The U.S. Department of Justice blocked a South Carolina law earlier this week that would have required voters to present photo identification at polling stations, on the grounds that the law would disproportionately affect minority voters. Because of the state's history with racial discrimination, South Carolina is one of the states that falls under the Voting Rights Act (VRA) and must obtain pre-clearance from the Justice Department regarding any new voting requirements. The Justice Department must certify that any new laws aren't discriminatory in their impact, not just in their. South Carolina has one of the highest concentrations of African-Americans in the United States.
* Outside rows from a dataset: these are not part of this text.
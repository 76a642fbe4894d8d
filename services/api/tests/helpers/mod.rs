//! Shared fixtures for the HTTP integration tests.

#![allow(dead_code)]

pub mod axum_test;

use std::sync::Arc;

use api_lib::adapters::{InMemoryUserRepository, InMemoryWorkoutStore};
use api_lib::web::{router, AppState};
use async_trait::async_trait;
use axum::Router;
use fitness_tracker_core::domain::ExerciseFilter;
use fitness_tracker_core::ports::{ExerciseCatalogService, PortError, PortResult};
use serde_json::{json, Value};
use tokio::sync::Mutex;

/// A catalog that answers from memory and remembers the filters it was given.
#[derive(Default)]
pub struct FakeCatalog {
    pub exercises: Vec<Value>,
    pub unavailable: bool,
    pub seen_filters: Mutex<Vec<ExerciseFilter>>,
}

#[async_trait]
impl ExerciseCatalogService for FakeCatalog {
    async fn fetch_exercises(&self, filter: &ExerciseFilter) -> PortResult<Vec<Value>> {
        self.seen_filters.lock().await.push(filter.clone());
        if self.unavailable {
            return Ok(Vec::new());
        }
        Ok(self.exercises.clone())
    }

    async fn list_exercises(&self) -> PortResult<Value> {
        if self.unavailable {
            return Err(PortError::Unexpected("catalog down".to_string()));
        }
        Ok(json!({ "count": self.exercises.len(), "results": self.exercises }))
    }
}

/// A fresh application with empty stores.
pub struct TestApp {
    pub state: Arc<AppState>,
    pub catalog: Arc<FakeCatalog>,
}

impl TestApp {
    pub fn new() -> Self {
        Self::with_catalog(FakeCatalog {
            exercises: vec![
                json!({"id": 1, "name": "Push-ups", "description": "Chest exercise"}),
                json!({"id": 2, "name": "Squats", "description": "Leg exercise"}),
            ],
            ..FakeCatalog::default()
        })
    }

    pub fn with_catalog(catalog: FakeCatalog) -> Self {
        let catalog = Arc::new(catalog);
        let state = Arc::new(AppState {
            users: Arc::new(InMemoryUserRepository::new()),
            workouts: Arc::new(InMemoryWorkoutStore::new()),
            catalog: catalog.clone(),
        });
        Self { state, catalog }
    }

    pub fn router(&self) -> Router {
        router(self.state.clone())
    }
}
According to South Carolina's government records, about 240,000 registered voters do not have a proper photo ID. What makes the state's attempt to use photo identification so insidious is that the people who are least likely to have a proper photo ID are usually Black, young or poor and tend to vote Democrat at the polls. The law, passed by the Republican-dominated legislature and signed by Conservative favorite Nikki Haley, would require all voters to present photo identification at the ballot box. Haley and her conservative allies claim the law is meant to protect against voter fraud.

"The absolute number of minority citizens whose exercise of the franchise could be adversely affected by the proposed requirements runs into the tens of thousands," wrote Assistant Attorney General Thomas E. Perez in a letter to South Carolina legislators

Civil rights groups like the NAACP and Democratic politicians argue that the law and others like it around the country intentionally seek to suppress minority and young voter turnout because they are the two groups least likely to have photo ID, giving Republicans an edge in races in the state.

South Carolina Republicans have not been alone in this tactic. In the presidential swing states of Wisconsin and Indiana, legislators have also pushed voter ID laws without any significant evidence of voter fraud. In the case of those two Midwestern states, the ACLU jumped in to file a lawsuit claiming the requirement for photo identification was in effect a 21st century poll tax.